*TASK DESCRIPTION:* Output only the lines below from the one containing "filename src/detect/backend.rs" to the one containing "use treeport::config;", exactly as written, both ends kept.
*** Opening of INPUT RECORDS ***
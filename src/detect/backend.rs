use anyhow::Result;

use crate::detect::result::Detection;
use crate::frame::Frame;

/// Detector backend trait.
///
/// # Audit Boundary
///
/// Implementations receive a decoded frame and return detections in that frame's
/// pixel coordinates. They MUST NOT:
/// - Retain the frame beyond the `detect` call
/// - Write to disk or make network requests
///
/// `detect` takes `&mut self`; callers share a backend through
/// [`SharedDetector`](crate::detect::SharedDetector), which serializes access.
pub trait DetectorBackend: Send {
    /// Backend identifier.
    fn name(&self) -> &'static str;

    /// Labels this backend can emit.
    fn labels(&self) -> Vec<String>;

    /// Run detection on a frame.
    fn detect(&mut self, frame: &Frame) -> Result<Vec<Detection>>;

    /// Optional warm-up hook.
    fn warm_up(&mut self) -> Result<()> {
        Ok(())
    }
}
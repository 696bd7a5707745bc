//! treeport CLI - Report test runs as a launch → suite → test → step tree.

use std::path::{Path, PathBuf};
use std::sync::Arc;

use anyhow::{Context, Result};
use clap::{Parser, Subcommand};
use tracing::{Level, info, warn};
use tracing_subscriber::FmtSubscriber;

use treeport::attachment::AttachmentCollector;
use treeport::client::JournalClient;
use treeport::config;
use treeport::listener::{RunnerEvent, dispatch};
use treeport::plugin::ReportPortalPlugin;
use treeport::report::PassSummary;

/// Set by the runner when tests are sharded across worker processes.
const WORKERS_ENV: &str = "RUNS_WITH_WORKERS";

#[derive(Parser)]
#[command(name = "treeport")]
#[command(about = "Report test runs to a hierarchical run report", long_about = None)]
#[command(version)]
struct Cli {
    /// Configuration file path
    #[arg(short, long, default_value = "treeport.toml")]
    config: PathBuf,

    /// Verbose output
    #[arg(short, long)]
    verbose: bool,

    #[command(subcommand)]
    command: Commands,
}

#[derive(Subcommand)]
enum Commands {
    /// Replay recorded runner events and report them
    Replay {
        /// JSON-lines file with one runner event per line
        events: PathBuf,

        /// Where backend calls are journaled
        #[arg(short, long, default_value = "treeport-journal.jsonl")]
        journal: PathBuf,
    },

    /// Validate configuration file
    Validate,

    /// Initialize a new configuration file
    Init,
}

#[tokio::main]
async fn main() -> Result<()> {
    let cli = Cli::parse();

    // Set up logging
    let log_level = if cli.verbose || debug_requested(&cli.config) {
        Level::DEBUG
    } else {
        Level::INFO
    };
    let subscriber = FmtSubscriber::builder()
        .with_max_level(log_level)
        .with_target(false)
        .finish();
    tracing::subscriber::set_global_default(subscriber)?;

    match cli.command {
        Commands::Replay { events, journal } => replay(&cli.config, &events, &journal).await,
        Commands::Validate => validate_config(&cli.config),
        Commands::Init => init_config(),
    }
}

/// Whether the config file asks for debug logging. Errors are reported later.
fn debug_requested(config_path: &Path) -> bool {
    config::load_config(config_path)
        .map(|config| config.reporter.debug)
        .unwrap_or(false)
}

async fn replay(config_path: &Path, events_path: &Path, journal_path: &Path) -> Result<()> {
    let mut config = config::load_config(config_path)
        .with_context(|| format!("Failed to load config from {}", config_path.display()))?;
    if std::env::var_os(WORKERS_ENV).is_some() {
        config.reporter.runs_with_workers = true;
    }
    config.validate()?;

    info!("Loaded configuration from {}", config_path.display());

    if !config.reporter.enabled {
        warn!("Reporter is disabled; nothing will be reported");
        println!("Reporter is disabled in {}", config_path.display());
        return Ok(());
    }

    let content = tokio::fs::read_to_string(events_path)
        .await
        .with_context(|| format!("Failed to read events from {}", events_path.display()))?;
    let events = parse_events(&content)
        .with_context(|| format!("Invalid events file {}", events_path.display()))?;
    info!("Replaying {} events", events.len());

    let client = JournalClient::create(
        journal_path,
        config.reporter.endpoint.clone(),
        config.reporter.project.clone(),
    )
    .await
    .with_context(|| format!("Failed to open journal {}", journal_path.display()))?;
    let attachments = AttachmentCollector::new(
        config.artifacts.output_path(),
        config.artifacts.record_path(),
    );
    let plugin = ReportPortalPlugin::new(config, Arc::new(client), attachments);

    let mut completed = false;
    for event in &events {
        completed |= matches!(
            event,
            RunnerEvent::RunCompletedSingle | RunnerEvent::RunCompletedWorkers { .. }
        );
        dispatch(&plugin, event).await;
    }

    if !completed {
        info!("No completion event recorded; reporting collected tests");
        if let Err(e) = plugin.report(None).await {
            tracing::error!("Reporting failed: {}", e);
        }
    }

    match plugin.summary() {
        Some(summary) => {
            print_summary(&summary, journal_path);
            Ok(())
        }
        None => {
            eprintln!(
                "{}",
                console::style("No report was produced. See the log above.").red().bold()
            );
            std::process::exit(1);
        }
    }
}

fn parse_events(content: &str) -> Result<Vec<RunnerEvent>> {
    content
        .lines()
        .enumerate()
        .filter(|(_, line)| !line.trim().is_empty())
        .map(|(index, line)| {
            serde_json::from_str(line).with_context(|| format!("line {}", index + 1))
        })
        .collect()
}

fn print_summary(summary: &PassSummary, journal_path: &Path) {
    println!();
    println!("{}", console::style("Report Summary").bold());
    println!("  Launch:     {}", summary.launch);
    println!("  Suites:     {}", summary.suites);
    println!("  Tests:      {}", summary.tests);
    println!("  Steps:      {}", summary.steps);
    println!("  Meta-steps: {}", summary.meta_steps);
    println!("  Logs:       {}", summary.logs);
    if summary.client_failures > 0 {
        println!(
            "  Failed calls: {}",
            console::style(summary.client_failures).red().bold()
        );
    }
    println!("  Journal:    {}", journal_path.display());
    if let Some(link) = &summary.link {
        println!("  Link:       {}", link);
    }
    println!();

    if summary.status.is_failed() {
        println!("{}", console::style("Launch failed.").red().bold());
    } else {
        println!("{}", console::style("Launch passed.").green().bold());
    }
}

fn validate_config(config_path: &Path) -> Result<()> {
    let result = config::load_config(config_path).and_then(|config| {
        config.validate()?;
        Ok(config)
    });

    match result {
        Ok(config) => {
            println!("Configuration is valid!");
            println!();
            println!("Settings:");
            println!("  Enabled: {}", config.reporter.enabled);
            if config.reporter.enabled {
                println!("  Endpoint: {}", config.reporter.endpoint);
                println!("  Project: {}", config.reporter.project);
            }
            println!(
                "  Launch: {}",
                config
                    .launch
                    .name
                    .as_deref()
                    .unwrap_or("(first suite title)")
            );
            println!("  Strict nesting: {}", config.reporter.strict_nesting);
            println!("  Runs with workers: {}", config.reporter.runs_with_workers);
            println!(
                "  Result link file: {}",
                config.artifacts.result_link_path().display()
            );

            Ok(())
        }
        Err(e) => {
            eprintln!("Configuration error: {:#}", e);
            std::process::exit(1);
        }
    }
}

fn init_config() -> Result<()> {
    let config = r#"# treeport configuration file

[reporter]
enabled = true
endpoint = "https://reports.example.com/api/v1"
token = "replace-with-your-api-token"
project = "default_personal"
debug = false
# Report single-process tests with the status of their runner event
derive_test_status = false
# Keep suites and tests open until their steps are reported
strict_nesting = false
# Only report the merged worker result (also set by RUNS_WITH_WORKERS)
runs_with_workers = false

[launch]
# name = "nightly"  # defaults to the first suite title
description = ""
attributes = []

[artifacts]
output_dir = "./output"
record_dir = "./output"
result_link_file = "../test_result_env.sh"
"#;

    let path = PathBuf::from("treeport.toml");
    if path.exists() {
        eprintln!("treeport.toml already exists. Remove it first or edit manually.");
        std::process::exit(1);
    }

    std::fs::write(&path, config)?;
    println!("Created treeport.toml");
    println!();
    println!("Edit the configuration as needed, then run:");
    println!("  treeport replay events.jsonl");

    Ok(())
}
*** Close of INPUT RECORDS ***
*** Opening of INPUT RECORDS ***
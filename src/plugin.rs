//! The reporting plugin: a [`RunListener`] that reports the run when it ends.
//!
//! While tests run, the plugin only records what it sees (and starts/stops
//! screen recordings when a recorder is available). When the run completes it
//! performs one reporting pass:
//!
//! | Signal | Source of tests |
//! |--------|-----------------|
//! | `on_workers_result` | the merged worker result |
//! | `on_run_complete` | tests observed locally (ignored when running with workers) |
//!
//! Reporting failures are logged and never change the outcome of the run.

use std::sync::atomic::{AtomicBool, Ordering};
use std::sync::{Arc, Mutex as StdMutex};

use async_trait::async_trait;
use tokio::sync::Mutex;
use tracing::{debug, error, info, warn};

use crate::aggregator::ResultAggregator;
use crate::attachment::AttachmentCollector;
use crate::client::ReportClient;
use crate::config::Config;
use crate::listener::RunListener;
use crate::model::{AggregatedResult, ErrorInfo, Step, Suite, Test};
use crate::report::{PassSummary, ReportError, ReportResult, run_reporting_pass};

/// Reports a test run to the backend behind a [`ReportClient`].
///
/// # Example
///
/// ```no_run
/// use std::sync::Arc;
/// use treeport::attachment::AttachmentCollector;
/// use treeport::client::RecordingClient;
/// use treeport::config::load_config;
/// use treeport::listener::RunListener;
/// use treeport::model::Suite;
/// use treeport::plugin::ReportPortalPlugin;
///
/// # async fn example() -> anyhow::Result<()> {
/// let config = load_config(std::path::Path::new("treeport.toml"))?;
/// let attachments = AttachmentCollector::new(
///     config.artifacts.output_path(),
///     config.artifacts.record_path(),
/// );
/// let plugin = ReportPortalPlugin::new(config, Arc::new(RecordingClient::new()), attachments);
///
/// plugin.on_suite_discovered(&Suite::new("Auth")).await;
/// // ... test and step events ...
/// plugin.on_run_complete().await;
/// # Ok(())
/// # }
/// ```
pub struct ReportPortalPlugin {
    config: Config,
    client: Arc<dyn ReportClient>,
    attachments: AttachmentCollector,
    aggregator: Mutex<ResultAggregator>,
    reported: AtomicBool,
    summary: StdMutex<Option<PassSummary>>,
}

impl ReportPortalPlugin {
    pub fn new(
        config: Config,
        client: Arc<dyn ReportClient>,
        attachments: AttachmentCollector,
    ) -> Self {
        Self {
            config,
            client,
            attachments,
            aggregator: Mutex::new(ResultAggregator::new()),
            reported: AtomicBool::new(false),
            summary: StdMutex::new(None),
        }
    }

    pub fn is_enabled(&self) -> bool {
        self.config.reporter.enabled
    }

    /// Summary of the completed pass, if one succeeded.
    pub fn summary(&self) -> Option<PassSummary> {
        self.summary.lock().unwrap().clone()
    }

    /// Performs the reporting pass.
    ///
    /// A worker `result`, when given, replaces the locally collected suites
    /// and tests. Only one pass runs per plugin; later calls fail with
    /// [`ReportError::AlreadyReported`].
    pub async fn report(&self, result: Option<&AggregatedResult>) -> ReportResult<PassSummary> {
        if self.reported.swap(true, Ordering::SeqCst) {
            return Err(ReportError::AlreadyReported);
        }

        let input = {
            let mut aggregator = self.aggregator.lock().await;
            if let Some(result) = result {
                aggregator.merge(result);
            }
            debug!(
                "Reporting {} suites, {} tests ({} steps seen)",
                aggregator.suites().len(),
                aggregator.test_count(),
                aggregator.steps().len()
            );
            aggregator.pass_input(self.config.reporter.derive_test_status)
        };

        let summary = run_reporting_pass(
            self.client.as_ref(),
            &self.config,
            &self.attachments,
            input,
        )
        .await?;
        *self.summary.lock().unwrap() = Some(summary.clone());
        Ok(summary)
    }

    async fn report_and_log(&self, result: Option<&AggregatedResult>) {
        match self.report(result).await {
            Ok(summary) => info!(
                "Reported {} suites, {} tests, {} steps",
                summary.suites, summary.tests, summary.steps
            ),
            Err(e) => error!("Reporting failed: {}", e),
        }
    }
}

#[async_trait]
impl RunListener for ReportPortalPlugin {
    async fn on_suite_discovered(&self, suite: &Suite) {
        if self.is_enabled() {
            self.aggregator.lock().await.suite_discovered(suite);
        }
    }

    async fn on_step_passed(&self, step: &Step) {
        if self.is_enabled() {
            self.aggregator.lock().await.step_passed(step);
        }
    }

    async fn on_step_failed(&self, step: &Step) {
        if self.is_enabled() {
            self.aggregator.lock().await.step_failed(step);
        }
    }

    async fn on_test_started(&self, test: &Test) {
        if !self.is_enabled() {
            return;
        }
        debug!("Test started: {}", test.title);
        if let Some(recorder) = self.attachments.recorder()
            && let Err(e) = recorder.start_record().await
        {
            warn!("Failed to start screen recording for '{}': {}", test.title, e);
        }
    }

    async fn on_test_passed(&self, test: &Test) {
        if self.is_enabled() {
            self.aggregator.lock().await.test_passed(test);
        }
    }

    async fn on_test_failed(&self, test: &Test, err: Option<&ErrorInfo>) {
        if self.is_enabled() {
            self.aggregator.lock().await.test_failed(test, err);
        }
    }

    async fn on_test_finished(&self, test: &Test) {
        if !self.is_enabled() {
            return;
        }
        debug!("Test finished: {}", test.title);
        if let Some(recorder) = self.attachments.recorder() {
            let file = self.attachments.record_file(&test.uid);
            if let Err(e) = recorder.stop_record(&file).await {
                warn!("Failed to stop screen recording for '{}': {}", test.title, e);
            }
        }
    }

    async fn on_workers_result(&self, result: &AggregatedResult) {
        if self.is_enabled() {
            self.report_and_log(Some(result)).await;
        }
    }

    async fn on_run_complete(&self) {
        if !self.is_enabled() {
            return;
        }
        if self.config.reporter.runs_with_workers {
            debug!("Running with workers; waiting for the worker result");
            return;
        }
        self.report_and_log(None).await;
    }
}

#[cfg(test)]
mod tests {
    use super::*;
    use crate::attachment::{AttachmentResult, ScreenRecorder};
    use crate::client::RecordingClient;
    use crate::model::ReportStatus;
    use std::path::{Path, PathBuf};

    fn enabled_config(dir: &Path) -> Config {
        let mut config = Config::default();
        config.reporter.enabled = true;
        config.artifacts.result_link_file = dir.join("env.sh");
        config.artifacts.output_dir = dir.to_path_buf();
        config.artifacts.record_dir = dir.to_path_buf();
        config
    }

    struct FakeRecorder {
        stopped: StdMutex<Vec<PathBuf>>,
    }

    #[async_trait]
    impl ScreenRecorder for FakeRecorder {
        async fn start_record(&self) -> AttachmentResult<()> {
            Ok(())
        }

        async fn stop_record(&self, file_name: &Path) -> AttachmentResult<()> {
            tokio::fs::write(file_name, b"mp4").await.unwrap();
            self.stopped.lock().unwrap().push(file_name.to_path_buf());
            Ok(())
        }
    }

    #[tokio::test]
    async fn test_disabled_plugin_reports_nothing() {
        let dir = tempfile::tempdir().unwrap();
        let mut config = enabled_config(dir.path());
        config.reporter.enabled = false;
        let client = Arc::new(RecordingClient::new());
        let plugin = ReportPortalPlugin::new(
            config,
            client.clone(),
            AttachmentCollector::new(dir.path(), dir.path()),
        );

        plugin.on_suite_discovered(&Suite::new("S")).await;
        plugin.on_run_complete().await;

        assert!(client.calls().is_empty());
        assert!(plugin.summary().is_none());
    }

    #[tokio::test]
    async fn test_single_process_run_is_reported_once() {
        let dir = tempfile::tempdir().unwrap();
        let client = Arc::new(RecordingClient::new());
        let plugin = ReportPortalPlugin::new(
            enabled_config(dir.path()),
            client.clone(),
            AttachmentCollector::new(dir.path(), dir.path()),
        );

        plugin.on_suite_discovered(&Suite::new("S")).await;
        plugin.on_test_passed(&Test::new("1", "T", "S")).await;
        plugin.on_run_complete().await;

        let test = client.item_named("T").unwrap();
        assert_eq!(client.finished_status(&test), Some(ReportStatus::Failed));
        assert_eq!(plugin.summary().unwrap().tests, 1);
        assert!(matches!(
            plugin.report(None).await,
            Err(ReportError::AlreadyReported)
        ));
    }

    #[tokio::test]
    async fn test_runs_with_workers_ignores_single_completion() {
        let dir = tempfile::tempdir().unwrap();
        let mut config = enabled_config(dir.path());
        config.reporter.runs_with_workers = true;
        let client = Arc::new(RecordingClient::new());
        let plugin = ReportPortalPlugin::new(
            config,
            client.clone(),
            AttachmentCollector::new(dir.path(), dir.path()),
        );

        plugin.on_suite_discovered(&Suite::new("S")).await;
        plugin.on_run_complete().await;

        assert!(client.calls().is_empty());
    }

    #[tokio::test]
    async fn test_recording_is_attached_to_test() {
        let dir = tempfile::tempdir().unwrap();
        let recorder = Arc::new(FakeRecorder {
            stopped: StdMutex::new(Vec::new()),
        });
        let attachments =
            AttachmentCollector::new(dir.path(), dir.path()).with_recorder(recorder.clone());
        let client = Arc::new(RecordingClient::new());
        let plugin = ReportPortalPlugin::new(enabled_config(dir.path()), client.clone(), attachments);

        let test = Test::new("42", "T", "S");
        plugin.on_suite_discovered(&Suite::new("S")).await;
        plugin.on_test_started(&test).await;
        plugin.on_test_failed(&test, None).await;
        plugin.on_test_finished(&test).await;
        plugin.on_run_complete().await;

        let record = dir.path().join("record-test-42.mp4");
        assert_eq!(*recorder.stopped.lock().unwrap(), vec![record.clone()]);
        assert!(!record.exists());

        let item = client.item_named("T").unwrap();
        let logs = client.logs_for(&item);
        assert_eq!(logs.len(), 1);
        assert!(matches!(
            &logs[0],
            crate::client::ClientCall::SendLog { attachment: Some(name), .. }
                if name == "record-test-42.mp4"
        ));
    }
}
*** Close of INPUT RECORDS ***
*TASK SOLUTION:*
filename src/detect/backend.rs
use anyhow::Result;

use crate::detect::result::Detection;
use crate::frame::Frame;

/// Detector backend trait.
///
/// # Audit Boundary
///
/// Implementations receive a decoded frame and return detections in that frame's
/// pixel coordinates. They MUST NOT:
/// - Retain the frame beyond the `detect` call
/// - Write to disk or make network requests
///
/// `detect` takes `&mut self`; callers share a backend through
/// [`SharedDetector`](crate::detect::SharedDetector), which serializes access.
pub trait DetectorBackend: Send {
    /// Backend identifier.
    fn name(&self) -> &'static str;

    /// Labels this backend can emit.
    fn labels(&self) -> Vec<String>;

    /// Run detection on a frame.
    fn detect(&mut self, frame: &Frame) -> Result<Vec<Detection>>;

    /// Optional warm-up hook.
    fn warm_up(&mut self) -> Result<()> {
        Ok(())
    }
}
repository 696bd7a5707745bc
//! treeport CLI - Report test runs as a launch → suite → test → step tree.

use std::path::{Path, PathBuf};
use std::sync::Arc;

use anyhow::{Context, Result};
use clap::{Parser, Subcommand};
use tracing::{Level, info, warn};
use tracing_subscriber::FmtSubscriber;

use treeport::attachment::AttachmentCollector;
use treeport::client::JournalClient;
use treeport::config;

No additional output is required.